Venezia era una città assai poco illuminata, e lungo le sue calli le uniche luci erano i "cesendeli", ceri accesi dinanzi alle numerose immagini sacre sui muri.  Visto l'aumento del numero di aggressioni che si ebbe intorno al 1450, venne promulgata una legge che rendeva obbligatorio l'uso del lume per chi girasse in città passate le tre di notte.

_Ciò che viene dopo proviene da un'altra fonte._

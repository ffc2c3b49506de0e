//! Advent of Code 2024 solvers.
//!
//! Every day is an independent parse → transform → reduce pipeline behind the
//! [`Solver`] trait. Shared pieces are limited to grid handling, direction
//! arithmetic, input loading and the error type.

pub mod days;
pub mod error;
pub mod geometry;
pub mod grid;
pub mod input;

use std::fmt;

pub use error::PuzzleError;

/// One day's puzzle, erased for dynamic dispatch.
///
/// The binary only ever sees `&dyn Solver`, so each day is free to use its
/// own input representation internally.
pub trait Solver: Sync {
    /// Day of the month, 1-based.
    fn day(&self) -> u8;
    fn title(&self) -> &'static str;
    /// Parses `input` and computes both parts.
    fn solve(&self, input: &str) -> Result<Answers, PuzzleError>;
}

/// A single labelled answer.
#[derive(Clone, Copy, Debug, PartialEq, Eq)]
pub struct Part {
    pub label: &'static str,
    pub value: u64,
}

impl Part {
    pub const fn new(label: &'static str, value: u64) -> Self {
        Self { label, value }
    }
}

/// Both answers for one day.
#[derive(Clone, Copy, Debug, PartialEq, Eq)]
pub struct Answers {
    pub part_one: Part,
    pub part_two: Part,
}

impl Answers {
    pub const fn new(part_one: Part, part_two: Part) -> Self {
        Self { part_one, part_two }
    }

    /// The two numeric values, for comparisons in tests.
    pub const fn values(&self) -> (u64, u64) {
        (self.part_one.value, self.part_two.value)
    }
}

impl fmt::Display for Answers {
    fn fmt(&self, f: &mut fmt::Formatter<'_>) -> fmt::Result {
        writeln!(f, "Part 1 - {}: {}", self.part_one.label, self.part_one.value)?;
        write!(f, "Part 2 - {}: {}", self.part_two.label, self.part_two.value)
    }
}

/// Every implemented day, in order.
pub const SOLVERS: &[&dyn Solver] = &[
    &days::day01::HistorianHysteria,
    &days::day02::RedNosedReports,
    &days::day03::MullItOver,
    &days::day04::CeresSearch,
    &days::day05::PrintQueue,
    &days::day06::GuardGallivant,
    &days::day07::BridgeRepair,
    &days::day08::ResonantCollinearity,
    &days::day09::DiskFragmenter,
    &days::day10::HoofIt,
    &days::day11::PlutonianPebbles,
];

/// Looks up the solver for `day`.
pub fn solver_for(day: u8) -> Result<&'static dyn Solver, PuzzleError> {
    SOLVERS
        .iter()
        .copied()
        .find(|solver| solver.day() == day)
        .ok_or(PuzzleError::UnknownDay(day))
}

#[cfg(test)]
mod tests {
    use super::*;

    #[test]
    fn test_registry_is_ordered_and_complete() {
        let days: Vec<u8> = SOLVERS.iter().map(|solver| solver.day()).collect();
        assert_eq!(days, (1..=11).collect::<Vec<u8>>());
    }

    #[test]
    fn test_unknown_day() {
        assert!(matches!(solver_for(25), Err(PuzzleError::UnknownDay(25))));
        assert_eq!(solver_for(6).unwrap().title(), "Guard Gallivant");
    }

    #[test]
    fn test_answers_display() {
        let answers = Answers::new(Part::new("Alpha", 1), Part::new("Beta", 22));
        assert_eq!(answers.to_string(), "Part 1 - Alpha: 1\nPart 2 - Beta: 22");
    }
}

Si usavano candele, candelieri, fanali ed ogni sorta di lume; i nobili ed i ricchi naturalmente si facevano precedere da un servo munito di lanterna detto "codega" per la funzione che svolgeva.  

Sembra infatti che tale nome derivi dal greco "odegos" (guida), ed anche in tempi più recenti "codega" era il nomignolo che veniva dato a quei fattorini muniti di ombrello addetti ad accogliere i clienti quando pioveva.

Lo stesso nome era anche usato per coloro i quali riaccompagnavano a casa le ragazze dopo spettacoli o altro.  Un pò deformata la cosa sopravvive tutt'oggi: quando ci si trova a far da terzo incomodo spesso si fa riferimento ad un "reggere il moccolo" o "portare il lumicino", ovvero far "el codega".